昆虫食といわれてイメージするのは乾燥コオロギや蛾の幼虫のバンブーワーム、はちのこなど。実物を見てみたが、昆虫感が強すぎるせいか、あまりおいしそうに見えないというのが感想だ。味としては、香ばしさやサクサクとした食感から「塩っ気のあるスナック菓子」という印象を受けた。
「見た目のインパクトを超える味ではない」というのが正直な感想だろうか。おいしいからまた食べたいという食事に通常感じるモチベーションがあまり湧かなかった。
伊藤氏によると、カミキリムシの幼虫は「マグロのトロ」に似た味だという。しかし、カミキリムシの幼虫は木の中で生活するため養殖が難しく、市場に出回ることはほぼないそうだ。
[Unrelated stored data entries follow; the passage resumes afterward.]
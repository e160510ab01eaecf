use criterion::{black_box, criterion_group, criterion_main, Criterion};
use microtrace::start_root;

fn bench_root_and_child(c: &mut Criterion) {
    c.bench_function("root_span_open_finish", |b| {
        b.iter(|| {
            let (ctx, root) = start_root(black_box(1), "op").unwrap();
            root.finish();
            black_box(microtrace::collect(&ctx));
        })
    });
}

fn bench_deep_chain(c: &mut Criterion) {
    c.bench_function("1000_sequential_spans", |b| {
        b.iter(|| {
            let (ctx, root) = start_root(black_box(1), "root").unwrap();
            let mut carrier = ctx.clone();
            for _ in 0..1000 {
                let span = carrier.start_child("step");
                carrier = span.context();
                span.finish();
            }
            root.finish();
            black_box(microtrace::collect(&ctx));
        })
    });
}

fn bench_property_attach(c: &mut Criterion) {
    c.bench_function("span_with_ten_properties", |b| {
        b.iter(|| {
            let (ctx, mut root) = start_root(black_box(1), "op").unwrap();
            for i in 0..10 {
                root.add_property(format!("key{i}"), "value");
            }
            root.finish();
            black_box(microtrace::collect(&ctx));
        })
    });
}

criterion_group!(benches, bench_root_and_child, bench_deep_chain, bench_property_attach);
criterion_main!(benches);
「味は昆虫食が普及するかしないかを決める重要な要素です。昆虫食は刺身やステーキのように食材のおいしいところを切り出して料理できないので、基本的には丸ごと食べるしかありません。いくら昆虫食が環境にいいと言っても、食事の際に環境への影響を重視する消費者はまだ少ないと思います。昆虫食を選んでもらうために、おいしく改良していく必要があります」(伊藤氏)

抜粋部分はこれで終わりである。